EXERCISE OBJECTIVE:
Make an exact copy of every record that follows.

*** Opening GIVEN RECORDS ***

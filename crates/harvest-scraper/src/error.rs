use std::path::PathBuf;

use thiserror::Error;

/// A Page Provider call failed. The expansion loop ends its cycle on any of
/// these; the orchestrator treats failures outside the loop as critical.
#[derive(Debug, Error)]
pub enum ProviderError {
    #[error("HTTP error: {0}")]
    Http(#[from] reqwest::Error),

    #[error("navigation to {url} failed: {reason}")]
    Navigation { url: String, reason: String },

    #[error("unexpected HTTP status {status} from {url}")]
    UnexpectedStatus { status: u16, url: String },

    #[error("page query '{query}' failed: {reason}")]
    Query { query: String, reason: String },

    #[error("interaction with {target} failed: {reason}")]
    Interaction { target: String, reason: String },

    #[error("credential blob is not a cookie export: {0}")]
    Credentials(String),

    #[error("no page loaded; navigate before {0}")]
    NotNavigated(&'static str),

    #[error("operation not supported by this provider: {0}")]
    Unsupported(&'static str),
}

/// A single card could not be normalized, or the card query itself is broken.
#[derive(Debug, Error)]
pub enum ExtractionError {
    #[error("invalid product link \"{href}\": {reason}")]
    InvalidUrl { href: String, reason: String },

    #[error("invalid card selector \"{selector}\": {reason}")]
    InvalidSelector { selector: String, reason: String },
}

/// Store file access failed.
///
/// `Io` and `Corrupt` raised while loading are recovered by treating the
/// store as empty; raised while writing they are returned as errors.
#[derive(Debug, Error)]
pub enum StoreError {
    #[error("I/O error on store {path}: {source}")]
    Io {
        path: PathBuf,
        #[source]
        source: std::io::Error,
    },

    #[error("store {path} is not a valid item list: {source}")]
    Corrupt {
        path: PathBuf,
        #[source]
        source: serde_json::Error,
    },

    #[error("failed to serialize {path}: {source}")]
    Serialize {
        path: PathBuf,
        #[source]
        source: serde_json::Error,
    },
}

/// Credential or diagnostics port failure.
#[derive(Debug, Error)]
pub enum PortError {
    #[error("I/O error on {path}: {source}")]
    Io {
        path: PathBuf,
        #[source]
        source: std::io::Error,
    },
}

/// The conflict resolver was given inputs it cannot partition.
#[derive(Debug, Error)]
pub enum ResolveError {
    #[error("conflict resolution needs at least 2 categories, got {found}")]
    TooFewCategories { found: usize },

    #[error("category '{0}' listed more than once")]
    DuplicateCategory(String),

    #[error("category name '{0}' collides with the conflicts report key")]
    ReservedCategory(String),

    #[error(transparent)]
    Store(#[from] StoreError),
}

/// A failure that escapes a cycle and aborts the category session.
#[derive(Debug, Error)]
pub enum HarvestError {
    #[error("page provider failure: {0}")]
    Provider(#[from] ProviderError),

    #[error("card extraction failure: {0}")]
    Extraction(#[from] ExtractionError),

    #[error("store failure: {0}")]
    Store(#[from] StoreError),
}
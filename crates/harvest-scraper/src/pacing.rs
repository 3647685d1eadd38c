//! Randomized, human-like pacing for page interaction.
//!
//! All waits go through [`Pacer`], which owns a seedable RNG so tests can
//! replay a scroll pass deterministically and run with every wait zeroed.

use std::time::Duration;

use rand::rngs::StdRng;
use rand::{Rng, SeedableRng};

/// Inclusive `[min, max]` range sampled uniformly.
#[derive(Debug, Clone, Copy, PartialEq, Eq)]
pub struct Span {
    pub min: u64,
    pub max: u64,
}

impl Span {
    #[must_use]
    pub const fn new(min: u64, max: u64) -> Self {
        Self { min, max }
    }

    #[must_use]
    pub const fn fixed(value: u64) -> Self {
        Self {
            min: value,
            max: value,
        }
    }

    fn sample(self, rng: &mut StdRng) -> u64 {
        if self.min >= self.max {
            return self.min;
        }
        rng.random_range(self.min..=self.max)
    }
}

/// Step sizes, probabilities, and waits used while revealing a page.
///
/// Distances are in page scroll units; waits are in milliseconds.
#[derive(Debug, Clone, PartialEq)]
pub struct PacingConfig {
    pub scroll_step: Span,
    pub scroll_pause_ms: Span,
    /// Chance per step of backing up instead of advancing.
    pub retreat_probability: f64,
    pub retreat_step: Span,
    pub retreat_pause_ms: Span,
    /// Wait after reaching the bottom so the last cards render.
    pub settle_ms: u64,
    /// Wait between scrolling the expand control into view and invoking it.
    pub pre_invoke_ms: u64,
    /// Wait after invoking the expand control for new cards to appear.
    pub expand_dwell_ms: u64,
    /// Wait after a navigation or reload.
    pub load_wait_ms: u64,
}

impl Default for PacingConfig {
    fn default() -> Self {
        Self {
            scroll_step: Span::new(300, 700),
            scroll_pause_ms: Span::new(300, 1500),
            retreat_probability: 0.1,
            retreat_step: Span::new(100, 300),
            retreat_pause_ms: Span::new(500, 1000),
            settle_ms: 1000,
            pre_invoke_ms: 1000,
            expand_dwell_ms: 3000,
            load_wait_ms: 5000,
        }
    }
}

impl PacingConfig {
    /// Default step sizes with every wait set to zero.
    #[must_use]
    pub fn instant() -> Self {
        Self {
            scroll_pause_ms: Span::fixed(0),
            retreat_pause_ms: Span::fixed(0),
            settle_ms: 0,
            pre_invoke_ms: 0,
            expand_dwell_ms: 0,
            load_wait_ms: 0,
            ..Self::default()
        }
    }
}

pub struct Pacer {
    config: PacingConfig,
    rng: StdRng,
}

impl Pacer {
    #[must_use]
    pub fn new(config: PacingConfig) -> Self {
        Self {
            config,
            rng: StdRng::from_os_rng(),
        }
    }

    /// A pacer whose random choices replay identically for the same seed.
    #[must_use]
    pub fn seeded(config: PacingConfig, seed: u64) -> Self {
        Self {
            config,
            rng: StdRng::seed_from_u64(seed),
        }
    }

    #[must_use]
    pub fn config(&self) -> &PacingConfig {
        &self.config
    }

    pub(crate) fn should_retreat(&mut self) -> bool {
        let p = self.config.retreat_probability.clamp(0.0, 1.0);
        self.rng.random_bool(p)
    }

    pub(crate) fn scroll_step(&mut self) -> u64 {
        self.config.scroll_step.sample(&mut self.rng)
    }

    pub(crate) fn retreat_step(&mut self) -> u64 {
        self.config.retreat_step.sample(&mut self.rng)
    }

    pub(crate) async fn scroll_pause(&mut self) {
        let ms = self.config.scroll_pause_ms.sample(&mut self.rng);
        sleep_ms(ms).await;
    }

    pub(crate) async fn retreat_pause(&mut self) {
        let ms = self.config.retreat_pause_ms.sample(&mut self.rng);
        sleep_ms(ms).await;
    }

    pub(crate) async fn settle(&self) {
        sleep_ms(self.config.settle_ms).await;
    }

    pub(crate) async fn pre_invoke(&self) {
        sleep_ms(self.config.pre_invoke_ms).await;
    }

    pub(crate) async fn expand_dwell(&self) {
        sleep_ms(self.config.expand_dwell_ms).await;
    }

    pub(crate) async fn load_wait(&self) {
        sleep_ms(self.config.load_wait_ms).await;
    }
}

async fn sleep_ms(ms: u64) {
    if ms > 0 {
        tokio::time::sleep(Duration::from_millis(ms)).await;
    }
}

*** Closing GIVEN RECORDS ***

SOLUTION BELOW:
filename crates/harvest-scraper/src/error.rs
use std::path::PathBuf;

use thiserror::Error;

/// A Page Provider call failed. The expansion loop ends its cycle on any of
/// these; the orchestrator treats failures outside the loop as critical.
#[derive(Debug, Error)]
pub enum ProviderError {
    #[error("HTTP error: {0}")]
    Http(#[from] reqwest::Error),

    #[error("navigation to {url} failed: {reason}")]
    Navigation { url: String, reason: String },

    #[error("unexpected HTTP status {status} from {url}")]
    UnexpectedStatus { status: u16, url: String },

    #[error("page query '{query}' failed: {reason}")]
    Query { query: String, reason: String },

    #[error("interaction with {target} failed: {reason}")]
    Interaction { target: String, reason: String },

    #[error("credential blob is not a cookie export: {0}")]
    Credentials(String),

    #[error("no page loaded; navigate before {0}")]
    NotNavigated(&'static str),

    #[error("operation not supported by this provider: {0}")]
    Unsupported(&'static str),
}

/// A single card could not be normalized, or the card query itself is broken.
#[derive(Debug, Error)]
pub enum ExtractionError {
    #[error("invalid product link \"{href}\": {reason}")]
    InvalidUrl { href: String, reason: String },

    #[error("invalid card selector \"{selector}\": {reason}")]
    InvalidSelector { selector: String, reason: String },
}

/// Store file access failed.
///
/// `Io` and `Corrupt` raised while loading are recovered by treating the
/// store as empty; raised while writing they are returned as errors.
#[derive(Debug, Error)]
pub enum StoreError {
    #[error("I/O error on store {path}: {source}")]
    Io {
        path: PathBuf,
        #[source]
        source: std::io::Error,
    },

    #[error("store {path} is not a valid item list: {source}")]
    Corrupt {
        path: PathBuf,
        #[source]
        source: serde_json::Error,
    },

    #[error("failed to serialize {path}: {source}")]
    Serialize {
        path: PathBuf,
        #[source]
        source: serde_json::Error,
    },
}

/// Credential or diagnostics port failure.
#[derive(Debug, Error)]
pub enum PortError {
    #[error("I/O error on {path}: {source}")]
    Io {
        path: PathBuf,
        #[source]
        source: std::io::Error,
    },
}

/// The conflict resolver was given inputs it cannot partition.
#[derive(Debug, Error)]
pub enum ResolveError {
    #[error("conflict resolution needs at least 2 categories, got {found}")]
    TooFewCategories { found: usize },

    #[error("category '{0}' listed more than once")]
    DuplicateCategory(String),

    #[error("category name '{0}' collides with the conflicts report key")]
    ReservedCategory(String),

    #[error(transparent)]
    Store(#[from] StoreError),
}

/// A failure that escapes a cycle and aborts the category session.
#[derive(Debug, Error)]
pub enum HarvestError {
    #[error("page provider failure: {0}")]
    Provider(#[from] ProviderError),

    #[error("card extraction failure: {0}")]
    Extraction(#[from] ExtractionError),

    #[error("store failure: {0}")]
    Store(#[from] StoreError),
}
filename crates/harvest-scraper/src/pacing.rs
repository 3647685d1eadd38c
//! Randomized, human-like pacing for page interaction.
//!
//! All waits go through [`Pacer`], which owns a seedable RNG so tests can
//! replay a scroll pass deterministically and run with every wait zeroed.

use std::time::Duration;

use rand::rngs::StdRng;
use rand::{Rng, SeedableRng};

/// Inclusive `[min, max]` range sampled uniformly.
#[derive(Debug, Clone, Copy, PartialEq, Eq)]
pub struct Span {
    pub min: u64,
    pub max: u64,
}

impl Span {
    #[must_use]
    pub const fn new(min: u64, max: u64) -> Self {
        Self { min, max }
    }

    #[must_use]
    pub const fn fixed(value: u64) -> Self {
        Self {
            min: value,
            max: value,
        }
    }

    fn sample(self, rng: &mut StdRng) -> u64 {
        if self.min >= self.max {
            return self.min;
        }
        rng.random_range(self.min..=self.max)
    }
}

/// Step sizes, probabilities, and waits used while revealing a page.
///
/// Distances are in page scroll units; waits are in milliseconds.
#[derive(Debug, Clone, PartialEq)]
pub struct PacingConfig {
    pub scroll_step: Span,
    pub scroll_pause_ms: Span,
    /// Chance per step of backing up instead of advancing.
    pub retreat_probability: f64,
    pub retreat_step: Span,
    pub retreat_pause_ms: Span,
    /// Wait after reaching the bottom so the last cards render.
    pub settle_ms: u64,
    /// Wait between scrolling the expand control into view and invoking it.
    pub pre_invoke_ms: u64,
    /// Wait after invoking the expand control for new cards to appear.
    pub expand_dwell_ms: u64,
    /// Wait after a navigation or reload.
    pub load_wait_ms: u64,
}

impl Default for PacingConfig {
    fn default() -> Self {
        Self {
            scroll_step: Span::new(300, 700),
            scroll_pause_ms: Span::new(300, 1500),
            retreat_probability: 0.1,
            retreat_step: Span::new(100, 300),
            retreat_pause_ms: Span::new(500, 1000),
            settle_ms: 1000,
            pre_invoke_ms: 1000,
            expand_dwell_ms: 3000,
            load_wait_ms: 5000,
        }
    }
}

impl PacingConfig {
    /// Default step sizes with every wait set to zero.
    #[must_use]
    pub fn instant() -> Self {
        Self {
            scroll_pause_ms: Span::fixed(0),
            retreat_pause_ms: Span::fixed(0),
            settle_ms: 0,
            pre_invoke_ms: 0,
            expand_dwell_ms: 0,
            load_wait_ms: 0,
            ..Self::default()
        }
    }
}

pub struct Pacer {
    config: PacingConfig,
    rng: StdRng,
}

impl Pacer {
    #[must_use]
    pub fn new(config: PacingConfig) -> Self {
        Self {
            config,
            rng: StdRng::from_os_rng(),
        }
    }

    /// A pacer whose random choices replay identically for the same seed.
    #[must_use]
    pub fn seeded(config: PacingConfig, seed: u64) -> Self {
        Self {
            config,
            rng: StdRng::seed_from_u64(seed),
        }
    }

    #[must_use]
    pub fn config(&self) -> &PacingConfig {
        &self.config
    }

    pub(crate) fn should_retreat(&mut self) -> bool {
        let p = self.config.retreat_probability.clamp(0.0, 1.0);
        self.rng.random_bool(p)
    }

    pub(crate) fn scroll_step(&mut self) -> u64 {
        self.config.scroll_step.sample(&mut self.rng)
    }

    pub(crate) fn retreat_step(&mut self) -> u64 {
        self.config.retreat_step.sample(&mut self.rng)
    }

    pub(crate) async fn scroll_pause(&mut self) {
        let ms = self.config.scroll_pause_ms.sample(&mut self.rng);
        sleep_ms(ms).await;
    }

    pub(crate) async fn retreat_pause(&mut self) {
        let ms = self.config.retreat_pause_ms.sample(&mut self.rng);
        sleep_ms(ms).await;
    }

    pub(crate) async fn settle(&self) {
        sleep_ms(self.config.settle_ms).await;
    }

    pub(crate) async fn pre_invoke(&self) {
        sleep_ms(self.config.pre_invoke_ms).await;
    }

    pub(crate) async fn expand_dwell(&self) {
        sleep_ms(self.config.expand_dwell_ms).await;
    }

    pub(crate) async fn load_wait(&self) {
        sleep_ms(self.config.load_wait_ms).await;
    }
}

async fn sleep_ms(ms: u64) {
    if ms > 0 {
        tokio::time::sleep(Duration::from_millis(ms)).await;
    }
}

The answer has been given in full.